◆ **WORK REQUEST**
Could you copy every line from the material below in which "silent" appears?

###

//! # Checkout Commands
//!
//! Payment handoff to the external processor.
//!
//! ## Checkout Flow
//! ```text
//! ┌─────────────────────────────────────────────────────────────────────────┐
//! │                    Checkout Flow                                        │
//! │                                                                         │
//! │  start_checkout                                                        │
//! │  ├── snapshot cart (items + total)                                     │
//! │  ├── empty cart? ─────────────────────► BUSINESS_LOGIC error           │
//! │  └── gateway.create_session(total) ───► CheckoutSession{client_secret} │
//! │                                                                         │
//! │  (page renders the processor's hosted payment element)                 │
//! │                                                                         │
//! │  complete_checkout                                                     │
//! │  ├── total or lines changed? ─────────► BUSINESS_LOGIC error           │
//! │  ├── gateway.confirm(session)                                          │
//! │  │     ├── Succeeded ──► clear cart ──► CheckoutResult::Paid           │
//! │  │     └── Declined ───► cart kept ───► CheckoutResult::Declined       │
//! │  └── gateway error ───────────────────► PAYMENT_ERROR, cart kept       │
//! └─────────────────────────────────────────────────────────────────────────┘
//! ```
//!
//! The processor's own protocol stays behind [`PaymentGateway`].

use std::future::Future;

use serde::{Deserialize, Serialize};
use storefront_core::{Cart, CoreError, LineItem, Money, PriceCalculator};
use tracing::{debug, info, warn};

use crate::error::{ApiError, PaymentError};
use crate::state::{CartStore, StoreConfig};

// =============================================================================
// Gateway Boundary
// =============================================================================

/// Session opened with the payment processor.
#[derive(Debug, Clone, PartialEq, Eq, Serialize, Deserialize)]
#[serde(rename_all = "camelCase")]
pub struct PaymentSession {
    /// Token the page hands to the processor's payment element.
    pub client_secret: String,
}

/// Result of a confirmation the processor did answer.
#[derive(Debug, Clone, PartialEq, Eq, Serialize, Deserialize)]
#[serde(rename_all = "snake_case", tag = "status")]
pub enum PaymentOutcome {
    Succeeded,
    Declined { reason: String },
}

/// The external payment processor.
pub trait PaymentGateway {
    /// Opens a payment session for `amount` in `currency` (ISO 4217).
    fn create_session(
        &self,
        amount: Money,
        currency: &str,
    ) -> impl Future<Output = Result<PaymentSession, PaymentError>> + Send;

    /// Asks the processor whether the session was paid.
    fn confirm(
        &self,
        amount: Money,
        session: &PaymentSession,
    ) -> impl Future<Output = Result<PaymentOutcome, PaymentError>> + Send;
}

// =============================================================================
// Commands
// =============================================================================

/// What the checkout page needs to render the payment form.
#[derive(Debug, Clone, PartialEq, Eq, Serialize)]
#[serde(rename_all = "camelCase")]
pub struct CheckoutSession {
    pub client_secret: String,
    pub amount: Money,
    pub currency: String,
    /// Items being paid for, frozen at checkout start.
    pub items: Vec<LineItem>,
}

/// Outcome reported back to the checkout page.
#[derive(Debug, Clone, PartialEq, Eq, Serialize)]
#[serde(rename_all = "snake_case", tag = "status")]
pub enum CheckoutResult {
    Paid { amount: Money },
    Declined { reason: String },
}

/// Opens a payment session for the current cart total.
///
/// ## Errors
/// - `BUSINESS_LOGIC` if the cart is empty or its total is zero
/// - `PAYMENT_ERROR` if the processor refuses the session
pub async fn start_checkout<G>(
    cart: &CartStore,
    config: &StoreConfig,
    gateway: &G,
) -> Result<CheckoutSession, ApiError>
where
    G: PaymentGateway + Sync,
{
    debug!("start_checkout command");

    let snapshot = cart.snapshot();
    if snapshot.items.is_empty() {
        return Err(CoreError::EmptyCart.into());
    }

    let amount = snapshot.totals.total;
    if !amount.is_positive() {
        return Err(CoreError::InvalidPaymentAmount {
            reason: format!("cart total is {}", amount),
        }
        .into());
    }

    let session = gateway
        .create_session(amount, &config.currency_code)
        .await?;
    info!(%amount, items = snapshot.items.len(), "Payment session created");

    Ok(CheckoutSession {
        client_secret: session.client_secret,
        amount,
        currency: config.currency_code.clone(),
        items: snapshot.items,
    })
}

/// Confirms payment and clears the cart once it succeeded.
///
/// ## Errors
/// - `BUSINESS_LOGIC` if the cart total or its lines (product and quantity)
///   no longer match the session
/// - `PAYMENT_ERROR` if the processor could not be asked
///
/// A declined payment is not an error: the cart is kept so the shopper can
/// try again.
pub async fn complete_checkout<G>(
    cart: &CartStore,
    gateway: &G,
    checkout: &CheckoutSession,
) -> Result<CheckoutResult, ApiError>
where
    G: PaymentGateway + Sync,
{
    debug!("complete_checkout command");

    let (current, lines_match) = cart.with_cart(|c| {
        (
            PriceCalculator::total(c.items()),
            same_lines(c, &checkout.items),
        )
    });
    if current != checkout.amount {
        return Err(CoreError::CartChanged {
            expected: checkout.amount.cents(),
            actual: current.cents(),
        }
        .into());
    }
    if !lines_match {
        return Err(CoreError::CartItemsChanged.into());
    }

    let session = PaymentSession {
        client_secret: checkout.client_secret.clone(),
    };

    match gateway.confirm(checkout.amount, &session).await? {
        PaymentOutcome::Succeeded => {
            cart.clear();
            info!(amount = %checkout.amount, "Payment succeeded, cart cleared");
            Ok(CheckoutResult::Paid {
                amount: checkout.amount,
            })
        }
        PaymentOutcome::Declined { reason } => {
            warn!(reason = %reason, "Payment declined");
            Ok(CheckoutResult::Declined { reason })
        }
    }
}

/// Same products with the same quantities, in any order.
fn same_lines(cart: &Cart, frozen: &[LineItem]) -> bool {
    cart.item_count() == frozen.len()
        && frozen
            .iter()
            .all(|line| cart.quantity_of(&line.product_id) == line.quantity)
}

#[cfg(test)]
mod tests {
    use super::*;
    use crate::error::ErrorCode;
    use std::sync::Mutex;
    use storefront_core::NewLineItem;

    /// Gateway double that records the amounts it was asked for.
    #[derive(Default)]
    struct FakeGateway {
        outcome: Option<PaymentOutcome>,
        fail_session: bool,
        requested: Mutex<Vec<(Money, String)>>,
    }

    impl PaymentGateway for FakeGateway {
        async fn create_session(
            &self,
            amount: Money,
            currency: &str,
        ) -> Result<PaymentSession, PaymentError> {
            if self.fail_session {
                return Err(PaymentError::SessionFailed("invalid api key".to_string()));
            }
            self.requested
                .lock()
                .unwrap()
                .push((amount, currency.to_string()));
            Ok(PaymentSession {
                client_secret: format!("pi_secret_{}", amount.cents()),
            })
        }

        async fn confirm(
            &self,
            _amount: Money,
            _session: &PaymentSession,
        ) -> Result<PaymentOutcome, PaymentError> {
            self.outcome
                .clone()
                .ok_or_else(|| PaymentError::ConfirmationFailed("timeout".to_string()))
        }
    }

    fn filled_cart() -> CartStore {
        let cart = CartStore::new();
        cart.increment(NewLineItem::new("p1", "Shirt", Money::from_cents(1000), None, None).unwrap());
        cart.increment(NewLineItem::new("p2", "Mug", Money::from_cents(1500), None, None).unwrap());
        cart.increment(NewLineItem::new("p2", "Mug", Money::from_cents(1500), None, None).unwrap());
        cart
    }

    #[tokio::test]
    async fn test_successful_checkout_clears_cart() {
        let cart = filled_cart();
        let gateway = FakeGateway {
            outcome: Some(PaymentOutcome::Succeeded),
            ..FakeGateway::default()
        };

        let session = start_checkout(&cart, &StoreConfig::default(), &gateway)
            .await
            .unwrap();
        assert_eq!(session.amount, Money::from_cents(4000));
        assert_eq!(session.client_secret, "pi_secret_4000");
        assert_eq!(session.items.len(), 2);
        assert_eq!(
            gateway.requested.lock().unwrap().as_slice(),
            [(Money::from_cents(4000), "USD".to_string())]
        );

        let result = complete_checkout(&cart, &gateway, &session).await.unwrap();
        assert_eq!(
            result,
            CheckoutResult::Paid {
                amount: Money::from_cents(4000)
            }
        );
        assert!(cart.is_empty());
    }

    #[tokio::test]
    async fn test_declined_payment_keeps_cart() {
        let cart = filled_cart();
        let gateway = FakeGateway {
            outcome: Some(PaymentOutcome::Declined {
                reason: "card_declined".to_string(),
            }),
            ..FakeGateway::default()
        };

        let session = start_checkout(&cart, &StoreConfig::default(), &gateway)
            .await
            .unwrap();
        let result = complete_checkout(&cart, &gateway, &session).await.unwrap();

        assert!(matches!(result, CheckoutResult::Declined { .. }));
        assert_eq!(cart.total_price(), Money::from_cents(4000));
    }

    #[tokio::test]
    async fn test_gateway_errors_keep_cart() {
        let cart = filled_cart();

        let failing = FakeGateway {
            fail_session: true,
            ..FakeGateway::default()
        };
        let err = start_checkout(&cart, &StoreConfig::default(), &failing)
            .await
            .unwrap_err();
        assert_eq!(err.code, ErrorCode::PaymentError);

        let silent = FakeGateway::default();
        let session = start_checkout(&cart, &StoreConfig::default(), &silent)
            .await
            .unwrap();
        let err = complete_checkout(&cart, &silent, &session).await.unwrap_err();
        assert_eq!(err.code, ErrorCode::PaymentError);
        assert_eq!(cart.item_count(), 2);
    }

    #[tokio::test]
    async fn test_empty_cart_cannot_check_out() {
        let gateway = FakeGateway::default();
        let err = start_checkout(&CartStore::new(), &StoreConfig::default(), &gateway)
            .await
            .unwrap_err();

        assert_eq!(err.code, ErrorCode::BusinessLogic);
        assert!(gateway.requested.lock().unwrap().is_empty());
    }

    #[tokio::test]
    async fn test_free_cart_cannot_check_out() {
        let cart = CartStore::new();
        cart.increment(NewLineItem::new("gift", "Sticker", Money::zero(), None, None).unwrap());

        let err = start_checkout(&cart, &StoreConfig::default(), &FakeGateway::default())
            .await
            .unwrap_err();
        assert_eq!(err.code, ErrorCode::BusinessLogic);
    }

    #[tokio::test]
    async fn test_cart_changed_after_start_is_rejected() {
        let cart = filled_cart();
        let gateway = FakeGateway {
            outcome: Some(PaymentOutcome::Succeeded),
            ..FakeGateway::default()
        };

        let session = start_checkout(&cart, &StoreConfig::default(), &gateway)
            .await
            .unwrap();
        cart.decrement("p2");

        let err = complete_checkout(&cart, &gateway, &session).await.unwrap_err();
        assert_eq!(err.code, ErrorCode::BusinessLogic);
        assert_eq!(cart.total_price(), Money::from_cents(2500));
    }

    #[tokio::test]
    async fn test_swapped_product_at_same_total_is_rejected() {
        let cart = CartStore::new();
        cart.increment(NewLineItem::new("tee", "Tee", Money::from_cents(1000), None, None).unwrap());
        let gateway = FakeGateway {
            outcome: Some(PaymentOutcome::Succeeded),
            ..FakeGateway::default()
        };

        let session = start_checkout(&cart, &StoreConfig::default(), &gateway)
            .await
            .unwrap();
        cart.remove("tee");
        cart.increment(NewLineItem::new("cap", "Cap", Money::from_cents(1000), None, None).unwrap());
        assert_eq!(cart.total_price(), session.amount);

        let err = complete_checkout(&cart, &gateway, &session).await.unwrap_err();
        assert_eq!(err.code, ErrorCode::BusinessLogic);
        assert_eq!(err.message, "Cart items changed during checkout");
        assert_eq!(cart.quantity_of("cap"), 1);
    }

    #[tokio::test]
    async fn test_reordered_lines_still_complete() {
        let cart = filled_cart();
        let gateway = FakeGateway {
            outcome: Some(PaymentOutcome::Succeeded),
            ..FakeGateway::default()
        };

        let session = start_checkout(&cart, &StoreConfig::default(), &gateway)
            .await
            .unwrap();
        cart.remove("p1");
        cart.increment(NewLineItem::new("p1", "Shirt", Money::from_cents(1000), None, None).unwrap());

        let result = complete_checkout(&cart, &gateway, &session).await.unwrap();
        assert!(matches!(result, CheckoutResult::Paid { .. }));
        assert!(cart.is_empty());
    }
}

###

◆ **ANSWER TO THIS TASK**
        let silent = FakeGateway::default();
        let session = start_checkout(&cart, &StoreConfig::default(), &silent)
        let err = complete_checkout(&cart, &silent, &session).await.unwrap_err();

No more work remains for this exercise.